Designing the Right Synthetic Engines
Why Robotic Data Doesn’t Scale (Yet), and How Generative Simulation Changes That
This week, I’m writing about a topic that I’m still learning about. I’m early in my understanding here, so consider this an exploration of what I’ve been reading and listening to.
Ken Goldberg wrote an editorial last week called Good old-fashioned engineering can close the 100,000-year “data gap” in robotics. One of the footnotes compares the size of robot data to LLM data: it would take a human 100,000 years to consume the text and images used to train today’s LLMs; the comparable dataset for robots simply doesn’t exist.
Robotic training data is small, expensive, and deeply local. A robot in a warehouse can only learn from that warehouse. If the lighting changes or the floor texture is different, it stumbles. Teleoperation, which is where humans guide robots through VR rigs, is slow and labor-intensive. And unlike language models, there’s no internet-scale corpus of robot interaction data to scrape. This scarcity is why robots often fail to generalize.
Large language models exploded once they had access to trillions of words online. Robotics has no equivalent, it is still stuck in the pre-GPT era.
The opportunity, therefore, is in designing engines that can manufacture this data, evolving with minimal human input and turning robotics into a compounding system like LLMs but grounded in physics.
Digital Twins to Digital Cousins
In a recent talk, Jim Fan described the evolution from digital twins to digital cousins. Digital twins focused on building virtual copies of robots and their environments. With GPUs, you can spin up thousands of parallel simulations, run them faster than real time, and randomize things like friction, lighting, or object weight.
That approach has worked. It’s how humanoids can learn to walk after the equivalent of “ten years” of training in just a few hours, or why robot hands can learn dexterous tricks like pen-spinning. Digital twins made sim-to-real transfer possible.
But digital twins have their limits. Every new environment (a grocery store instead of a warehouse, for example) requires painstaking, hand-built assets (CAD models, collision geometries, scene setups). Digital twins are fast, but brittle.
The next leap is generative simulation. Last year, researchers at Stanford published a paper on “digital cousins”, which automatically generate virtual scenes that share the same action possibilities as the real world but with variations. Unlike digital twins, which replicate a single environment exactly, digital cousins expand the training distribution, making skills more robust and transferable.
Instead of hand-crafting every scene, world-model pipelines use gen AI to produce endless variations. Diffusion models can recreate the same box out of cardboard, plastic, or metal. LLMs can lay out kitchens with counters at different heights or generate a variety of different warehouse aisle configurations. Video models can simulate a cup wobbling as it’s set down, or a human handing an object from a new angle. Even the physics (lighting, gravity, friction) can be randomized automatically.

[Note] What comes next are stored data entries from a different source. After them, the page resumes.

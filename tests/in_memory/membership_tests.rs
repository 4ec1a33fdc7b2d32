//! In-memory integration tests for sessions, membership, and reloading.

use kanban::board::adapters::memory::InMemoryBoardRepository;
use kanban::error::ErrorKind;
use kanban::user::adapters::memory::InMemoryUserRepository;
use rstest::rstest;

use super::helpers::{
    PASSWORD, TestFacade, add_task, board_key, create_board, expect_kind, facade, facade_over,
    sign_in, value,
};

#[rstest]
#[tokio::test(flavor = "multi_thread")]
async fn outsiders_cannot_read_a_board(mut facade: TestFacade) -> Result<(), eyre::Report> {
    let alice = sign_in(&facade, "alice@example.com").await?;
    let bob = sign_in(&facade, "bob@example.com").await?;
    let roadmap = create_board(&mut facade, &alice, "Roadmap").await?;

    expect_kind(&facade.columns(&bob, &roadmap).await, ErrorKind::Unauthorized)?;
    eyre::ensure!(
        value(facade.boards(&bob).await)?.is_empty(),
        "bob should see no boards"
    );

    value(facade.join_board(&bob, &roadmap).await)?;
    let visible = value(facade.board_names(&bob).await)?;
    eyre::ensure!(visible == [roadmap.clone()], "bob should see the roadmap");
    expect_kind(
        &facade.join_board(&bob, &roadmap).await,
        ErrorKind::AlreadyExists,
    )
}

#[rstest]
#[tokio::test(flavor = "multi_thread")]
async fn same_name_is_allowed_for_different_creators(
    mut facade: TestFacade,
) -> Result<(), eyre::Report> {
    let alice = sign_in(&facade, "alice@example.com").await?;
    let bob = sign_in(&facade, "bob@example.com").await?;

    create_board(&mut facade, &alice, "Roadmap").await?;
    create_board(&mut facade, &bob, "Roadmap").await?;

    expect_kind(
        &facade.add_board(&alice, "Roadmap").await,
        ErrorKind::AlreadyExists,
    )?;
    expect_kind(&facade.add_board(&alice, "  ").await, ErrorKind::Validation)
}

#[rstest]
#[tokio::test(flavor = "multi_thread")]
async fn reassigned_task_follows_its_new_owner(mut facade: TestFacade) -> Result<(), eyre::Report> {
    let alice = sign_in(&facade, "alice@example.com").await?;
    let bob = sign_in(&facade, "bob@example.com").await?;
    let roadmap = create_board(&mut facade, &alice, "Roadmap").await?;
    let task = add_task(&mut facade, &alice, &roadmap, "Hand over").await?;

    let early = facade
        .assign_task(&alice, &roadmap, task.id, 0, "bob@example.com")
        .await;
    expect_kind(&early, ErrorKind::Unauthorized)?;

    value(facade.join_board(&bob, &roadmap).await)?;
    value(
        facade
            .assign_task(&alice, &roadmap, task.id, 0, "bob@example.com")
            .await,
    )?;

    let denied = facade.advance_task(&alice, &roadmap, task.id, 0).await;
    expect_kind(&denied, ErrorKind::Unauthorized)?;
    value(facade.advance_task(&bob, &roadmap, task.id, 0).await)?;

    let bobs = value(facade.in_progress_tasks(&bob).await)?;
    eyre::ensure!(bobs.len() == 1, "bob should own one task in progress");
    eyre::ensure!(
        value(facade.in_progress_tasks(&alice).await)?.is_empty(),
        "alice no longer owns the task"
    );
    Ok(())
}

#[rstest]
#[tokio::test(flavor = "multi_thread")]
async fn members_cannot_remove_the_board(mut facade: TestFacade) -> Result<(), eyre::Report> {
    let alice = sign_in(&facade, "alice@example.com").await?;
    let bob = sign_in(&facade, "bob@example.com").await?;
    let roadmap = create_board(&mut facade, &alice, "Roadmap").await?;
    value(facade.join_board(&bob, &roadmap).await)?;

    expect_kind(
        &facade.remove_board(&bob, &roadmap).await,
        ErrorKind::Unauthorized,
    )?;
    eyre::ensure!(
        value(facade.board_names(&alice).await)?.len() == 1,
        "board should survive"
    );
    Ok(())
}

#[rstest]
#[tokio::test(flavor = "multi_thread")]
async fn logged_out_sessions_are_refused(mut facade: TestFacade) -> Result<(), eyre::Report> {
    let alice = sign_in(&facade, "alice@example.com").await?;
    let roadmap = create_board(&mut facade, &alice, "Roadmap").await?;

    value(facade.logout(&alice))?;

    expect_kind(&facade.columns(&alice, &roadmap).await, ErrorKind::Unauthorized)?;
    expect_kind(&facade.logout(&alice), ErrorKind::InvalidState)?;
    let again = value(facade.login("alice@example.com", PASSWORD).await)?;
    value(facade.columns(&again, &roadmap).await)?;
    Ok(())
}

#[rstest]
#[tokio::test(flavor = "multi_thread")]
async fn reload_restores_users_and_boards() -> Result<(), eyre::Report> {
    let boards = InMemoryBoardRepository::new();
    let users = InMemoryUserRepository::new();
    let mut first = facade_over(boards.clone(), users.clone());
    let alice = sign_in(&first, "alice@example.com").await?;
    let roadmap = create_board(&mut first, &alice, "Roadmap").await?;
    add_task(&mut first, &alice, &roadmap, "Persisted").await?;

    let mut second = facade_over(boards, users);
    let summary = value(second.load_data().await)?;
    eyre::ensure!(summary.users == 1, "one user should be loaded");
    eyre::ensure!(summary.boards == 1, "one board should be loaded");

    expect_kind(&second.columns(&alice, &roadmap).await, ErrorKind::Unauthorized)?;
    let session = value(second.login("alice@example.com", PASSWORD).await)?;
    let reloaded = board_key("alice@example.com", "Roadmap")?;
    let backlog = value(second.column_tasks(&session, &reloaded, 0).await)?;
    eyre::ensure!(
        backlog.iter().any(|task| task.title == "Persisted"),
        "stored task should be reloaded"
    );
    Ok(())
}

#[rstest]
#[tokio::test(flavor = "multi_thread")]
async fn delete_data_wipes_everything(mut facade: TestFacade) -> Result<(), eyre::Report> {
    let alice = sign_in(&facade, "alice@example.com").await?;
    create_board(&mut facade, &alice, "Roadmap").await?;

    value(facade.delete_data().await)?;

    let summary = value(facade.load_data().await)?;
    eyre::ensure!(summary.users == 0, "users should be wiped");
    eyre::ensure!(summary.boards == 0, "boards should be wiped");
    expect_kind(
        &facade.login("alice@example.com", PASSWORD).await,
        ErrorKind::NotFound,
    )
}
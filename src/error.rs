//! Error classification shared by every bounded context.
//!
//! Domain and service errors stay as rich `thiserror` enums inside their
//! modules. [`ErrorKind`] is the coarse taxonomy that crosses the service
//! façade so callers can branch on the failure class without parsing
//! messages.

use serde::{Deserialize, Serialize};
use std::fmt;

/// Failure class reported at the service boundary.
#[derive(Debug, Clone, Copy, PartialEq, Eq, Hash, Serialize, Deserialize)]
#[serde(rename_all = "snake_case")]
pub enum ErrorKind {
    /// A field value failed validation (title, description, due date,
    /// email, password).
    Validation,
    /// A call parameter is out of range or malformed.
    InvalidArgument,
    /// A referenced entity does not exist.
    NotFound,
    /// The caller lacks the required session, membership, or assignment.
    Unauthorized,
    /// A column work-in-progress limit would be exceeded.
    LimitReached,
    /// A board or membership already exists.
    AlreadyExists,
    /// The operation is not allowed in the current state.
    InvalidState,
    /// The persistence collaborator failed.
    Persistence,
}

impl ErrorKind {
    /// Returns the canonical snake-case label.
    #[must_use]
    pub const fn as_str(self) -> &'static str {
        match self {
            Self::Validation => "validation",
            Self::InvalidArgument => "invalid_argument",
            Self::NotFound => "not_found",
            Self::Unauthorized => "unauthorized",
            Self::LimitReached => "limit_reached",
            Self::AlreadyExists => "already_exists",
            Self::InvalidState => "invalid_state",
            Self::Persistence => "persistence",
        }
    }
}

impl fmt::Display for ErrorKind {
    fn fmt(&self, f: &mut fmt::Formatter<'_>) -> fmt::Result {
        f.write_str(self.as_str())
    }
}
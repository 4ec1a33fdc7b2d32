//! Orchestration services for boards.

mod facade;
mod registry;

pub use facade::{
    BoardView, ColumnView, DataSummary, ErrorReport, KanbanError, KanbanFacade, Response,
};
pub use registry::{BoardRegistry, BoardRegistryError, BoardRegistryResult};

With this approach, a single teleoperation demo becomes the seed for thousands of synthetic variations. Record a robot placing a box on a warehouse shelf, and you can generate different box textures, new racking layouts, and alternative grasp motions.
Generative sim also unlocks counterfactuals, the “what ifs” that you couldn’t collect in real life:
What if the robot dropped the box halfway?
What if the floor was slippery?
What if the aisle lighting was dim or flickering?
What if a forklift drove past and partially blocked the robot’s reach?
World models imagine plausible variations, creating compounding engines and broadening what robots can handle beyond the scope of the original demo.
Why It Matters
Once synthetic data pipelines start compounding, the bottleneck shifts from collecting demos to designing engines that generate them. These engines become the new flywheels of robotic intelligence.
Therefore, designing an engine that can generate the right demos repeatedly at scale is critical. The engine needs to be able to:
Define simple rules for generating lots of realistic scenes
Automatically vary physics (friction, lighting, weight) to expose edge cases
Standardize how tasks and preferences are phrased
Create tests that measure whether skills really work in the real world
With this approach, the engine can learn with minimal human input and its training accelerates exponentially. Generative simulation will multiply experience by orders of magnitude, turning a handful of demos into millions of trials and doing for robotics what GPT did for language.



Agreed, shared similar thoughts a few weeks ago.
The diffusion simulation approach is promising for scaling, but I'm curious whether synthetic engines can capture the actual "texture" of reality.
Bottleneck seems to be the precision of the physics engine.